Exercise input START

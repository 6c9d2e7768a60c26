//! Codex-specific error types.

use thiserror::Error;
use usagehub_fetch::{FetchError, FetchResult};

/// Errors specific to Codex operations.
#[derive(Debug, Error)]
pub enum CodexError {
    /// Auth file not found.
    #[error("Auth file not found: {0}")]
    AuthNotFound(String),

    /// Invalid auth file format.
    #[error("Invalid auth file: {0}")]
    InvalidAuth(String),

    /// JWT decode error.
    #[error("JWT decode error: {0}")]
    JwtError(String),

    /// The usage endpoint rejected the token (401/403).
    #[error("ChatGPT session rejected (HTTP {0}); run `codex login`")]
    TokenRejected(u16),

    /// Rate limited.
    #[error("Rate limited, retry after {0:?} seconds")]
    RateLimited(Option<u64>),

    /// Unexpected HTTP status.
    #[error("Usage API returned HTTP {0}")]
    UnexpectedStatus(u16),

    /// Response body did not match the expected shape.
    #[error("Invalid response: {0}")]
    InvalidResponse(String),

    /// Transport error.
    #[error(transparent)]
    Fetch(#[from] FetchError),

    /// IO error.
    #[error("IO error: {0}")]
    Io(#[from] std::io::Error),
}

impl From<reqwest::Error> for CodexError {
    fn from(err: reqwest::Error) -> Self {
        Self::Fetch(err.into())
    }
}

impl From<usagehub_fetch::HttpError> for CodexError {
    fn from(err: usagehub_fetch::HttpError) -> Self {
        Self::Fetch(err.into())
    }
}

impl From<CodexError> for FetchResult {
    fn from(err: CodexError) -> Self {
        match err {
            CodexError::TokenRejected(_) => FetchResult::fatal(err.to_string()),
            other => FetchResult::recoverable(other.to_string()),
        }
    }
}
//! Shared test helpers: a fetch context and a loopback HTTP stub.

use std::collections::{HashMap, VecDeque};
use std::net::SocketAddr;
use std::sync::{Arc, Mutex};
use std::time::Duration;

use tokio::io::{AsyncReadExt, AsyncWriteExt};
use tokio::net::{TcpListener, TcpStream};
use tokio::task::JoinHandle;
use usagehub_fetch::{FetchContext, MemoryKeychain};

/// Context with an in-memory keychain and no domain allowlist.
pub fn test_context() -> FetchContext {
    FetchContext::builder()
        .keychain(Arc::new(MemoryKeychain::new()))
        .timeout(Duration::from_secs(5))
        .build()
}

/// Context whose keychain holds the given entries.
pub fn context_with_keychain(keychain: MemoryKeychain) -> FetchContext {
    FetchContext::builder()
        .keychain(Arc::new(keychain))
        .timeout(Duration::from_secs(5))
        .build()
}

// ============================================================================
// Stub HTTP Server
// ============================================================================

/// Canned response.
#[derive(Debug, Clone)]
pub struct StubResponse {
    status: u16,
    body: String,
    headers: Vec<(String, String)>,
    delay: Duration,
}

impl StubResponse {
    pub fn json(status: u16, body: impl Into<String>) -> Self {
        Self {
            status,
            body: body.into(),
            headers: Vec::new(),
            delay: Duration::ZERO,
        }
    }

    pub fn header(mut self, name: &str, value: &str) -> Self {
        self.headers.push((name.to_string(), value.to_string()));
        self
    }

    pub fn delayed(mut self, delay: Duration) -> Self {
        self.delay = delay;
        self
    }
}

/// A request the stub received.
#[derive(Debug, Clone)]
pub struct RecordedRequest {
    pub method: String,
    pub path: String,
    pub headers: Vec<(String, String)>,
    pub body: String,
}

impl RecordedRequest {
    pub fn header(&self, name: &str) -> Option<&str> {
        let name = name.to_ascii_lowercase();
        self.headers
            .iter()
            .find(|(k, _)| *k == name)
            .map(|(_, v)| v.as_str())
    }
}

type Routes = Arc<Mutex<HashMap<String, VecDeque<StubResponse>>>>;

/// Minimal HTTP/1.1 server on 127.0.0.1.
///
/// Each path answers from its queue in order; the last response repeats.
/// Unknown paths get a 404.
pub struct StubServer {
    addr: SocketAddr,
    routes: Routes,
    requests: Arc<Mutex<Vec<RecordedRequest>>>,
    handle: JoinHandle<()>,
}

impl StubServer {
    pub async fn start() -> Self {
        let listener = TcpListener::bind("127.0.0.1:0").await.unwrap();
        let addr = listener.local_addr().unwrap();
        let routes: Routes = Arc::default();
        let requests: Arc<Mutex<Vec<RecordedRequest>>> = Arc::default();

        let handle = tokio::spawn({
            let routes = routes.clone();
            let requests = requests.clone();
            async move {
                while let Ok((stream, _)) = listener.accept().await {
                    let routes = routes.clone();
                    let requests = requests.clone();
                    tokio::spawn(async move {
                        let _ = serve(stream, routes, requests).await;
                    });
                }
            }
        });

        Self {
            addr,
            routes,
            requests,
            handle,
        }
    }

    /// Queues `response` for `path`.
    pub fn route(&self, path: &str, response: StubResponse) -> &Self {
        self.routes
            .lock()
            .unwrap()
            .entry(path.to_string())
            .or_default()
            .push_back(response);
        self
    }

    pub fn url(&self, path: &str) -> String {
        format!("http://{}{path}", self.addr)
    }

    pub fn requests(&self) -> Vec<RecordedRequest> {
        self.requests.lock().unwrap().clone()
    }

    pub fn requests_to(&self, path: &str) -> Vec<RecordedRequest> {
        self.requests().into_iter().filter(|r| r.path == path).collect()
    }
}

impl Drop for StubServer {
    fn drop(&mut self) {
        self.handle.abort();
    }
}

fn find(haystack: &[u8], needle: &[u8]) -> Option<usize> {
    haystack.windows(needle.len()).position(|w| w == needle)
}

async fn serve(
    mut stream: TcpStream,
    routes: Routes,
    requests: Arc<Mutex<Vec<RecordedRequest>>>,
) -> std::io::Result<()> {
    let mut buf = Vec::new();
    let mut chunk = [0u8; 4096];

    let header_end = loop {
        let n = stream.read(&mut chunk).await?;
        if n == 0 {
            return Ok(());
        }
        buf.extend_from_slice(&chunk[..n]);
        if let Some(pos) = find(&buf, b"\r\n\r\n") {
            break pos + 4;
        }
    };

    let head = String::from_utf8_lossy(&buf[..header_end]).to_string();
    let mut lines = head.lines();
    let mut request_line = lines.next().unwrap_or_default().split_whitespace();
    let method = request_line.next().unwrap_or_default().to_string();
    let target = request_line.next().unwrap_or_default();
    let path = target.split('?').next().unwrap_or_default().to_string();
    let headers: Vec<(String, String)> = lines
        .filter_map(|line| line.split_once(':'))
        .map(|(k, v)| (k.trim().to_ascii_lowercase(), v.trim().to_string()))
        .collect();

    let content_length = headers
        .iter()
        .find(|(k, _)| k == "content-length")
        .and_then(|(_, v)| v.parse::<usize>().ok())
        .unwrap_or(0);
    while buf.len() < header_end + content_length {
        let n = stream.read(&mut chunk).await?;
        if n == 0 {
            break;
        }
        buf.extend_from_slice(&chunk[..n]);
    }
    let body = String::from_utf8_lossy(&buf[header_end..]).to_string();

    requests.lock().unwrap().push(RecordedRequest {
        method,
        path: path.clone(),
        headers,
        body,
    });

    let response = {
        let mut routes = routes.lock().unwrap();
        match routes.get_mut(&path) {
            Some(queue) if queue.len() > 1 => queue.pop_front().unwrap(),
            Some(queue) => queue.front().cloned().unwrap(),
            None => StubResponse::json(404, "{}"),
        }
    };

    if !response.delay.is_zero() {
        tokio::time::sleep(response.delay).await;
    }

    let mut raw = format!(
        "HTTP/1.1 {} Stub\r\nContent-Type: application/json\r\nContent-Length: {}\r\nConnection: close\r\n",
        response.status,
        response.body.len()
    );
    for (name, value) in &response.headers {
        raw.push_str(&format!("{name}: {value}\r\n"));
    }
    raw.push_str("\r\n");
    raw.push_str(&response.body);

    stream.write_all(raw.as_bytes()).await?;
    stream.shutdown().await
}
//! Fetch context providing access to host APIs.
//!
//! The fetch context is passed to all strategies and provides unified
//! access to system resources (keychain, HTTP client, process runner) along
//! with the cancellation token for the current refresh.

use std::future::Future;
use std::sync::Arc;
use std::time::Duration;

use tokio_util::sync::CancellationToken;

use crate::error::FetchError;
use crate::host::{http::HttpClient, keychain::KeychainApi, keychain::SystemKeychain, process::ProcessRunner};

// ============================================================================
// Fetch Settings
// ============================================================================

/// Settings for fetch operations.
#[derive(Debug, Clone)]
pub struct FetchSettings {
    /// Timeout for individual network and process operations.
    pub timeout: Duration,
}

impl Default for FetchSettings {
    fn default() -> Self {
        Self {
            timeout: Duration::from_secs(30),
        }
    }
}

impl FetchSettings {
    /// Creates settings with custom timeout.
    #[must_use]
    pub fn with_timeout(mut self, timeout: Duration) -> Self {
        self.timeout = timeout;
        self
    }
}

// ============================================================================
// Fetch Context
// ============================================================================

/// Context provided to fetch strategies, giving access to host APIs.
///
/// Cloning is cheap; host APIs are shared behind `Arc`s. The orchestrator
/// clones the context once per refresh to attach that refresh's token.
#[derive(Clone)]
pub struct FetchContext {
    /// Secure credential storage.
    pub keychain: Arc<dyn KeychainApi>,
    /// HTTP client with tracing.
    pub http: Arc<HttpClient>,
    /// Process runner for CLI tools.
    pub process: Arc<ProcessRunner>,
    /// Fetch settings.
    pub settings: FetchSettings,
    cancel: CancellationToken,
}

impl FetchContext {
    /// Creates a new fetch context with default host API implementations.
    pub fn new() -> Self {
        Self::with_settings(FetchSettings::default())
    }

    /// Creates a context with custom settings.
    pub fn with_settings(settings: FetchSettings) -> Self {
        Self::builder().settings(settings).build()
    }

    /// Creates a builder for customizing the context.
    pub fn builder() -> FetchContextBuilder {
        FetchContextBuilder::new()
    }

    /// Returns a copy of this context bound to `token`.
    #[must_use]
    pub fn with_cancellation(&self, token: CancellationToken) -> Self {
        Self {
            cancel: token,
            ..self.clone()
        }
    }

    /// Returns the cancellation token for the current refresh.
    pub fn cancellation(&self) -> &CancellationToken {
        &self.cancel
    }

    /// Returns true once the current refresh has been cancelled.
    pub fn is_cancelled(&self) -> bool {
        self.cancel.is_cancelled()
    }

    /// Runs `fut` until it completes or the refresh is cancelled.
    ///
    /// # Errors
    ///
    /// Returns `FetchError::Cancelled` if the token fires first; `fut` is
    /// dropped at that point.
    pub async fn run_cancellable<F, T>(&self, fut: F) -> Result<T, FetchError>
    where
        F: Future<Output = T>,
    {
        tokio::select! {
            biased;
            () = self.cancel.cancelled() => Err(FetchError::Cancelled),
            value = fut => Ok(value),
        }
    }

    /// Returns the effective timeout for fetch operations.
    pub fn timeout(&self) -> Duration {
        self.settings.timeout
    }
}

impl Default for FetchContext {
    fn default() -> Self {
        Self::new()
    }
}

impl std::fmt::Debug for FetchContext {
    fn fmt(&self, f: &mut std::fmt::Formatter<'_>) -> std::fmt::Result {
        f.debug_struct("FetchContext")
            .field("settings", &self.settings)
            .field("cancelled", &self.cancel.is_cancelled())
            .finish_non_exhaustive()
    }
}

// ============================================================================
// Fetch Context Builder
// ============================================================================

/// Builder for constructing a `FetchContext`.
pub struct FetchContextBuilder {
    keychain: Option<Arc<dyn KeychainApi>>,
    http: Option<Arc<HttpClient>>,
    process: Option<Arc<ProcessRunner>>,
    settings: FetchSettings,
    cancel: Option<CancellationToken>,
}

impl FetchContextBuilder {
    /// Creates a new builder.
    pub fn new() -> Self {
        Self {
            keychain: None,
            http: None,
            process: None,
            settings: FetchSettings::default(),
            cancel: None,
        }
    }

    /// Sets the keychain implementation.
    #[must_use]
    pub fn keychain(mut self, keychain: Arc<dyn KeychainApi>) -> Self {
        self.keychain = Some(keychain);
        self
    }

    /// Sets the HTTP client.
    #[must_use]
    pub fn http(mut self, http: Arc<HttpClient>) -> Self {
        self.http = Some(http);
        self
    }

    /// Sets the process runner.
    #[must_use]
    pub fn process(mut self, process: Arc<ProcessRunner>) -> Self {
        self.process = Some(process);
        self
    }

    /// Sets the fetch settings.
    #[must_use]
    pub fn settings(mut self, settings: FetchSettings) -> Self {
        self.settings = settings;
        self
    }

    /// Sets the timeout.
    #[must_use]
    pub fn timeout(mut self, timeout: Duration) -> Self {
        self.settings.timeout = timeout;
        self
    }

    /// Sets the cancellation token.
    #[must_use]
    pub fn cancellation(mut self, token: CancellationToken) -> Self {
        self.cancel = Some(token);
        self
    }

    /// Builds the fetch context.
    pub fn build(self) -> FetchContext {
        let timeout = self.settings.timeout;
        FetchContext {
            keychain: self.keychain.unwrap_or_else(|| Arc::new(SystemKeychain::new())),
            http: self.http.unwrap_or_else(|| Arc::new(HttpClient::with_timeout(timeout))),
            process: self.process.unwrap_or_else(|| Arc::new(ProcessRunner::new())),
            settings: self.settings,
            cancel: self.cancel.unwrap_or_default(),
        }
    }
}

impl Default for FetchContextBuilder {
    fn default() -> Self {
        Self::new()
    }
}

// ============================================================================
// Tests
// ============================================================================

#[cfg(test)]
mod tests {
    use super::*;
    use crate::host::keychain::MemoryKeychain;

    fn test_context() -> FetchContext {
        FetchContext::builder()
            .keychain(Arc::new(MemoryKeychain::new()))
            .build()
    }

    #[test]
    fn test_context_builder() {
        let ctx = FetchContext::builder()
            .keychain(Arc::new(MemoryKeychain::new()))
            .timeout(Duration::from_secs(60))
            .build();

        assert_eq!(ctx.settings.timeout, Duration::from_secs(60));
        assert!(!ctx.is_cancelled());
    }

    #[test]
    fn test_with_cancellation_shares_host_apis() {
        let ctx = test_context();
        let token = CancellationToken::new();
        let bound = ctx.with_cancellation(token.clone());

        assert!(Arc::ptr_eq(&ctx.http, &bound.http));
        token.cancel();
        assert!(bound.is_cancelled());
        assert!(!ctx.is_cancelled());
    }

    #[tokio::test]
    async fn test_run_cancellable_completes() {
        let ctx = test_context();
        let value = ctx.run_cancellable(async { 7 }).await.unwrap();
        assert_eq!(value, 7);
    }

    #[tokio::test]
    async fn test_run_cancellable_stops_on_cancel() {
        let token = CancellationToken::new();
        let ctx = test_context().with_cancellation(token.clone());
        token.cancel();

        let result = ctx
            .run_cancellable(tokio::time::sleep(Duration::from_secs(3600)))
            .await;
        assert!(matches!(result, Err(FetchError::Cancelled)));
    }
}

Exercise input END

All lines from the opening of the material through the line that contains "the token (401/403)." are to be printed exactly, with no others.

repository 6c9d2e7768a60c26
//! Codex-specific error types.

use thiserror::Error;
use usagehub_fetch::{FetchError, FetchResult};

/// Errors specific to Codex operations.
#[derive(Debug, Error)]
pub enum CodexError {
    /// Auth file not found.
    #[error("Auth file not found: {0}")]
    AuthNotFound(String),

    /// Invalid auth file format.
    #[error("Invalid auth file: {0}")]
    InvalidAuth(String),

    /// JWT decode error.
    #[error("JWT decode error: {0}")]
    JwtError(String),

    /// The usage endpoint rejected the token (401/403).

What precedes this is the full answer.